Masayoshi Son, the founder of Tokyo-based telecommunications and tech firm SoftBank, has hired several former Deutsche Bank executives to help run his $93 billion Vision Fund, which will make technology investments. The venture last month closed the first round of funding and has raised money from the sovereign wealth funds of Saudi Arabia and Abu Dhabi, as well as Apple Inc.and Qualcomm Inc.
It’s unclear what exact role Fan, who has no known experience in technology investing, will play at SoftBank. Rajeev Misra, who built Deutsche Bank’s credit derivatives business, is SoftBank’s head of strategic finance and a member of the fund’s investment committee.
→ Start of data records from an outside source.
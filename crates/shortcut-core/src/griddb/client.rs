//! HTTP client for the SteamGridDB v2 API.
//!
//! API calls are authenticated with a bearer token. Image downloads go
//! straight to the CDN without credentials, stream into a `.part` file and
//! are renamed into place once complete.

use super::artwork::{ArtworkSource, ImageCategory};
use super::filter::{apply_filters, ImageFilter};
use super::types::{ApiResponse, ImageResult, SearchResult};
use crate::config::GridDbConfig;
use crate::error::{ShortcutError, Result};
use async_trait::async_trait;
use futures::StreamExt;
use reqwest::{Client, Response};
use serde::de::DeserializeOwned;
use std::path::{Path, PathBuf};
use tokio::io::AsyncWriteExt;
use tracing::{debug, info};

/// SteamGridDB API client.
pub struct SteamGridDbClient {
    client: Client,
    api_key: String,
    base_url: String,
}

impl SteamGridDbClient {
    /// Create a client for the public API.
    pub fn new(api_key: impl Into<String>) -> Result<Self> {
        Self::with_base_url(api_key, GridDbConfig::API_BASE)
    }

    /// Create a client against another API root, without a trailing slash.
    pub fn with_base_url(api_key: impl Into<String>, base_url: impl Into<String>) -> Result<Self> {
        let api_key = api_key.into();
        if api_key.trim().is_empty() {
            return Err(ShortcutError::Configuration {
                message: "SteamGridDB API key is required".to_string(),
            });
        }

        let client = Client::builder()
            .timeout(GridDbConfig::REQUEST_TIMEOUT)
            .user_agent(GridDbConfig::USER_AGENT)
            .build()
            .map_err(|e| ShortcutError::Network {
                message: format!("Failed to create HTTP client: {}", e),
                source: Some(e),
            })?;

        Ok(Self {
            client,
            api_key,
            base_url: base_url.into().trim_end_matches('/').to_string(),
        })
    }

    fn api_url(&self, path: &str) -> String {
        format!("{}{}", self.base_url, path)
    }

    fn search_path(term: &str) -> String {
        format!("/search/autocomplete/{}", urlencoding::encode(term))
    }

    fn category_path(game_id: u64, category: ImageCategory) -> String {
        format!("/{}/game/{}", category.endpoint(), game_id)
    }

    async fn get(&self, url: &str, authenticated: bool) -> Result<Response> {
        debug!("GET {}", url);
        let mut request = self.client.get(url);
        if authenticated {
            request = request.bearer_auth(&self.api_key);
        }

        let response = request.send().await.map_err(|e| ShortcutError::Network {
            message: format!("GET {} failed: {}", url, e),
            source: Some(e),
        })?;

        let status = response.status();
        if !status.is_success() {
            if let Ok(body) = response.text().await {
                debug!("Response body from {}: {}", url, body);
            }
            return Err(ShortcutError::Http {
                url: url.to_string(),
                status: status.as_u16(),
            });
        }
        Ok(response)
    }

    async fn get_api<T: DeserializeOwned + Default>(&self, path: &str) -> Result<T> {
        let url = self.api_url(path);
        let response = self.get(&url, true).await?;
        let body: ApiResponse<T> = response.json().await.map_err(|e| ShortcutError::Network {
            message: format!("Invalid response from {}: {}", url, e),
            source: Some(e),
        })?;
        body.into_result()
    }

    async fn download_to(&self, url: &str, temp_path: &Path) -> Result<u64> {
        let response = self.get(url, false).await?;

        let mut file = tokio::fs::File::create(temp_path)
            .await
            .map_err(|e| ShortcutError::io_with_path(e, temp_path))?;

        let mut written: u64 = 0;
        let mut stream = response.bytes_stream();
        while let Some(chunk) = stream.next().await {
            let chunk = chunk.map_err(|e| ShortcutError::Network {
                message: format!("Error reading download stream: {}", e),
                source: Some(e),
            })?;
            file.write_all(&chunk)
                .await
                .map_err(|e| ShortcutError::io_with_path(e, temp_path))?;
            written += chunk.len() as u64;
        }

        file.flush()
            .await
            .map_err(|e| ShortcutError::io_with_path(e, temp_path))?;
        Ok(written)
    }
}

#[async_trait]
impl ArtworkSource for SteamGridDbClient {
    async fn search(&self, term: &str) -> Result<Vec<SearchResult>> {
        self.get_api(&Self::search_path(term)).await
    }

    async fn fetch_category_images(
        &self,
        game_id: u64,
        category: ImageCategory,
        filters: &[ImageFilter],
    ) -> Result<Vec<ImageResult>> {
        let images: Vec<ImageResult> = self.get_api(&Self::category_path(game_id, category)).await?;
        Ok(apply_filters(images, filters))
    }

    async fn fetch(&self, url: &str, destination: &Path) -> Result<()> {
        if let Some(parent) = destination.parent() {
            tokio::fs::create_dir_all(parent)
                .await
                .map_err(|e| ShortcutError::io_with_path(e, parent))?;
        }

        let temp_path = part_path(destination);
        match self.download_to(url, &temp_path).await {
            Ok(bytes) => {
                if let Err(e) = tokio::fs::rename(&temp_path, destination).await {
                    let _ = tokio::fs::remove_file(&temp_path).await;
                    return Err(ShortcutError::Io {
                        message: format!("Failed to move download to final destination: {}", e),
                        path: Some(destination.to_path_buf()),
                        source: Some(e),
                    });
                }
                info!("Downloaded {} bytes to {}", bytes, destination.display());
                Ok(())
            }
            Err(e) => {
                let _ = tokio::fs::remove_file(&temp_path).await;
                Err(e)
            }
        }
    }
}

/// Temp path a download is written to before the final rename.
fn part_path(destination: &Path) -> PathBuf {
    let mut name = destination.as_os_str().to_owned();
    name.push(".");
    name.push(GridDbConfig::DOWNLOAD_TEMP_SUFFIX);
    PathBuf::from(name)
}
//! Centralized configuration for the shortcut library.
//!
//! Directory layout of a Steam installation and SteamGridDB API settings.

use std::time::Duration;

/// Steam installation layout.
pub struct SteamConfig;

impl SteamConfig {
    /// Steam root relative to the home directory.
    pub const BASE_DIR: [&'static str; 2] = [".steam", "steam"];
    pub const USERDATA_DIR_NAME: &'static str = "userdata";
    pub const CONFIG_DIR_NAME: &'static str = "config";
    pub const GRID_DIR_NAME: &'static str = "grid";
    pub const SHORTCUTS_FILENAME: &'static str = "shortcuts.vdf";

    /// Top-level key of the shortcuts document.
    pub const SHORTCUTS_ROOT_KEY: &'static str = "shortcuts";

    // Grid image suffixes appended to the app id
    pub const PORTRAIT_SUFFIX: &'static str = "p";
    pub const HERO_SUFFIX: &'static str = "_hero";
    pub const LOGO_SUFFIX: &'static str = "_logo";
    pub const ICON_SUFFIX: &'static str = "_icon";

    /// Extensions tried, in order, when looking for existing artwork.
    pub const IMAGE_EXTENSIONS: [&'static str; 4] = ["png", "jpg", "jpeg", "ico"];
}

/// SteamGridDB API configuration.
pub struct GridDbConfig;

impl GridDbConfig {
    pub const API_BASE: &'static str = "https://www.steamgriddb.com/api/v2";
    pub const API_KEY_ENV: &'static str = "STEAMGRIDDB_API_KEY";
    pub const USER_AGENT: &'static str = "steam-shortcut-manager/0.3";
    pub const REQUEST_TIMEOUT: Duration = Duration::from_secs(30);
    pub const DOWNLOAD_TEMP_SUFFIX: &'static str = "part";

    // Grid aspect ratios (width, height)
    pub const VERTICAL_GRID: (u32, u32) = (600, 900);
    pub const HORIZONTAL_GRID: (u32, u32) = (920, 430);
}

#[cfg(test)]
mod tests {
    use super::*;

    #[test]
    fn test_api_base_has_no_trailing_slash() {
        assert!(!GridDbConfig::API_BASE.ends_with('/'));
    }

    #[test]
    fn test_image_extensions_prefer_png() {
        assert_eq!(SteamConfig::IMAGE_EXTENSIONS[0], "png");
    }
}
Nizar Al-Bassam and Dalinc Ariburnu, two former executives at the German lender, helped SoftBank with its $3.3 billion acquisition of Fortress Investment Group LLC and will continue to advise the firm. They work with Deutsche Bank’s former head of asset and wealth management, Michele Faissola, at their firm Centricus, which was previously called FAB Partners.
Former Trader
The Vision Fund, which is run out of an office in London’s Mayfair, has already said it has the right to purchase some of SoftBank’s past investments, including OneWeb, U.S.-based online lender Social Finance Inc., U.S. chipmaker Nvidia Corp. and a 25 percent stake in ARM Holdings Plc.
Fan led trading businesses in equities and credit at Deutsche Bank before rising to co-head of the firm’s investment bank in 2012. Fan, who was born in Beijing and is a graduate of Harvard University, joined the lender as a credit trader in 1998.
Last year, Deutsche Bank reviewed a 2009 deal involving Fan over whether bank employees improperly traded with the firm. Fan was one of six employees who participated with personal investments alongside a hedge fund in a trade that sought to profit from differences in prices of credit indexes and the underlying debts that compose them, according to a person familiar with the situation said at the time.
Fan stood to reap $9 million on a roughly $1 million investment, another person said last year. A spokesman for Deutsche Bank declined to comment.